> _WHAT THE EXERCISE ASKS_
Down to the last line, restate the material below exactly.

> _SUPPLIED ENTRIES_
================================

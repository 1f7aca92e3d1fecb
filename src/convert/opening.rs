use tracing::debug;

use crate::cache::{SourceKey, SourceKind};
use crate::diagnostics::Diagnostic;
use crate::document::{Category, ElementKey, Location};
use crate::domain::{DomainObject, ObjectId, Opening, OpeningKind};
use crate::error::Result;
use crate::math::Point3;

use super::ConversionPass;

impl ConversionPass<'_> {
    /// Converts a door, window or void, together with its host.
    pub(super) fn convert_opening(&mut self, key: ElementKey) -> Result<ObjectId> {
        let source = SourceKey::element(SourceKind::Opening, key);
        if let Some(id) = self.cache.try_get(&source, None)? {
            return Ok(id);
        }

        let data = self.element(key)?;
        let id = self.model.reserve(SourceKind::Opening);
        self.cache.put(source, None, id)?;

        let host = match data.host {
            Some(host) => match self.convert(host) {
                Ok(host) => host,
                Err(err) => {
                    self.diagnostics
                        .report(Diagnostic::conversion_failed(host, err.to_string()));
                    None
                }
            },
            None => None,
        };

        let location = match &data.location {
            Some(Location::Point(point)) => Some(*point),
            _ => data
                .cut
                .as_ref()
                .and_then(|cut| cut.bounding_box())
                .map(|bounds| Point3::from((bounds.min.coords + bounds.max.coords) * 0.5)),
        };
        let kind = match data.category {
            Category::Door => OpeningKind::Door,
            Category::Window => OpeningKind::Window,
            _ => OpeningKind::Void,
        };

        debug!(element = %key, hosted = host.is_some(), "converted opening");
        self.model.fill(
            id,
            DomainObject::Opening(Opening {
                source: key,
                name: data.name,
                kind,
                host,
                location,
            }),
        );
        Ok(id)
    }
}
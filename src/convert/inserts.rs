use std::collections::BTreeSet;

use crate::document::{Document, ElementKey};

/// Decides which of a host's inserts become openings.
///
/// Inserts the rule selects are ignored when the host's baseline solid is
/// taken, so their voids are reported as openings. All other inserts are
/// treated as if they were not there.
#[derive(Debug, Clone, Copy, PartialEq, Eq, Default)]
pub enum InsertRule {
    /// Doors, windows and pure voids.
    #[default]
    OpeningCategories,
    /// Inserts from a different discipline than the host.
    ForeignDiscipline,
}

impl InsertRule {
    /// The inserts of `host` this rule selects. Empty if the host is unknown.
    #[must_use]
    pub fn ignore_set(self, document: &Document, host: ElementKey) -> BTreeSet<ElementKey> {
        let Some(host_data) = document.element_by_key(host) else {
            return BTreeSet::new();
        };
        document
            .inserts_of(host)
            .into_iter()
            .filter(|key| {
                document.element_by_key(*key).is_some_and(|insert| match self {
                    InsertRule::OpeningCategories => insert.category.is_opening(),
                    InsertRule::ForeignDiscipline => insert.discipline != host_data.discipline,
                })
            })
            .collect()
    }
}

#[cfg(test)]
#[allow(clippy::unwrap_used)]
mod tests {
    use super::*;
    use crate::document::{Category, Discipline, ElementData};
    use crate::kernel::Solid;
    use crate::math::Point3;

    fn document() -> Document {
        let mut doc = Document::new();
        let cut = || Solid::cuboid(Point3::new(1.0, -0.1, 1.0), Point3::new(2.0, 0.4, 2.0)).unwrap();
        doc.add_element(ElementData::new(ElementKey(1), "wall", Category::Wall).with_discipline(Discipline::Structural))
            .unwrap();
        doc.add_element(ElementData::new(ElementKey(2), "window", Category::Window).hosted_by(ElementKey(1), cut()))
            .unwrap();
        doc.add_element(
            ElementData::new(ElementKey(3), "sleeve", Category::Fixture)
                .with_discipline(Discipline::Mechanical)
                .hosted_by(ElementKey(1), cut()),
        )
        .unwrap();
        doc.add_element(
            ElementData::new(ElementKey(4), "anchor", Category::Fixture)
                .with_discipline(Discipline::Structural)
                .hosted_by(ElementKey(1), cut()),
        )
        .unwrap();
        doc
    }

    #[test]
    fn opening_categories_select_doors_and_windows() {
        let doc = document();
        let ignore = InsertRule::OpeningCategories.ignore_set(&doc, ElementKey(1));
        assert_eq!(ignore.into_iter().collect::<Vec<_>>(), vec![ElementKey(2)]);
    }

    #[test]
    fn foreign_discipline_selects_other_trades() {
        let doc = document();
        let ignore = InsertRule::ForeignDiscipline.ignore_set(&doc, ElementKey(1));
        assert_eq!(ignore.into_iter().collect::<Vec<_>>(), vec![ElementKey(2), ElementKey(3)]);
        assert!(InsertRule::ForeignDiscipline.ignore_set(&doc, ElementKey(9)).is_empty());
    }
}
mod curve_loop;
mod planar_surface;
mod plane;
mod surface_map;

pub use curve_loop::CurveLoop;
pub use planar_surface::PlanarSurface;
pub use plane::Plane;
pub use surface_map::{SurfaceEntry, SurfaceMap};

================================

> _ANSWER FOR THIS EXERCISE_
repository 1f7aca92e3d1fecb
filename src/convert/opening.rs
use tracing::debug;

use crate::cache::{SourceKey, SourceKind};
use crate::diagnostics::Diagnostic;
use crate::document::{Category, ElementKey, Location};
use crate::domain::{DomainObject, ObjectId, Opening, OpeningKind};
use crate::error::Result;
use crate::math::Point3;

use super::ConversionPass;

impl ConversionPass<'_> {
    /// Converts a door, window or void, together with its host.
    pub(super) fn convert_opening(&mut self, key: ElementKey) -> Result<ObjectId> {
        let source = SourceKey::element(SourceKind::Opening, key);
        if let Some(id) = self.cache.try_get(&source, None)? {
            return Ok(id);
        }

        let data = self.element(key)?;
        let id = self.model.reserve(SourceKind::Opening);
        self.cache.put(source, None, id)?;

        let host = match data.host {
            Some(host) => match self.convert(host) {
                Ok(host) => host,
                Err(err) => {
                    self.diagnostics
                        .report(Diagnostic::conversion_failed(host, err.to_string()));
                    None
                }
            },
            None => None,
        };

        let location = match &data.location {
            Some(Location::Point(point)) => Some(*point),
            _ => data
                .cut
                .as_ref()
                .and_then(|cut| cut.bounding_box())
                .map(|bounds| Point3::from((bounds.min.coords + bounds.max.coords) * 0.5)),
        };
        let kind = match data.category {
            Category::Door => OpeningKind::Door,
            Category::Window => OpeningKind::Window,
            _ => OpeningKind::Void,
        };

        debug!(element = %key, hosted = host.is_some(), "converted opening");
        self.model.fill(
            id,
            DomainObject::Opening(Opening {
                source: key,
                name: data.name,
                kind,
                host,
                location,
            }),
        );
        Ok(id)
    }
}
filename src/convert/inserts.rs
use std::collections::BTreeSet;

use crate::document::{Document, ElementKey};

/// Decides which of a host's inserts become openings.
///
/// Inserts the rule selects are ignored when the host's baseline solid is
/// taken, so their voids are reported as openings. All other inserts are
/// treated as if they were not there.
#[derive(Debug, Clone, Copy, PartialEq, Eq, Default)]
pub enum InsertRule {
    /// Doors, windows and pure voids.
    #[default]
    OpeningCategories,
    /// Inserts from a different discipline than the host.
    ForeignDiscipline,
}

impl InsertRule {
    /// The inserts of `host` this rule selects. Empty if the host is unknown.
    #[must_use]
    pub fn ignore_set(self, document: &Document, host: ElementKey) -> BTreeSet<ElementKey> {
        let Some(host_data) = document.element_by_key(host) else {
            return BTreeSet::new();
        };
        document
            .inserts_of(host)
            .into_iter()
            .filter(|key| {
                document.element_by_key(*key).is_some_and(|insert| match self {
                    InsertRule::OpeningCategories => insert.category.is_opening(),
                    InsertRule::ForeignDiscipline => insert.discipline != host_data.discipline,
                })
            })
            .collect()
    }
}

#[cfg(test)]
#[allow(clippy::unwrap_used)]
mod tests {
    use super::*;
    use crate::document::{Category, Discipline, ElementData};
    use crate::kernel::Solid;
    use crate::math::Point3;

    fn document() -> Document {
        let mut doc = Document::new();
        let cut = || Solid::cuboid(Point3::new(1.0, -0.1, 1.0), Point3::new(2.0, 0.4, 2.0)).unwrap();
        doc.add_element(ElementData::new(ElementKey(1), "wall", Category::Wall).with_discipline(Discipline::Structural))
            .unwrap();
        doc.add_element(ElementData::new(ElementKey(2), "window", Category::Window).hosted_by(ElementKey(1), cut()))
            .unwrap();
        doc.add_element(
            ElementData::new(ElementKey(3), "sleeve", Category::Fixture)
                .with_discipline(Discipline::Mechanical)
                .hosted_by(ElementKey(1), cut()),
        )
        .unwrap();
        doc.add_element(
            ElementData::new(ElementKey(4), "anchor", Category::Fixture)
                .with_discipline(Discipline::Structural)
                .hosted_by(ElementKey(1), cut()),
        )
        .unwrap();
        doc
    }

    #[test]
    fn opening_categories_select_doors_and_windows() {
        let doc = document();
        let ignore = InsertRule::OpeningCategories.ignore_set(&doc, ElementKey(1));
        assert_eq!(ignore.into_iter().collect::<Vec<_>>(), vec![ElementKey(2)]);
    }

    #[test]
    fn foreign_discipline_selects_other_trades() {
        let doc = document();
        let ignore = InsertRule::ForeignDiscipline.ignore_set(&doc, ElementKey(1));
        assert_eq!(ignore.into_iter().collect::<Vec<_>>(), vec![ElementKey(2), ElementKey(3)]);
        assert!(InsertRule::ForeignDiscipline.ignore_set(&doc, ElementKey(9)).is_empty());
    }
}
mod curve_loop;
mod planar_surface;
mod plane;
mod surface_map;

pub use curve_loop::CurveLoop;
pub use planar_surface::PlanarSurface;
pub use plane::Plane;
pub use surface_map::{SurfaceEntry, SurfaceMap};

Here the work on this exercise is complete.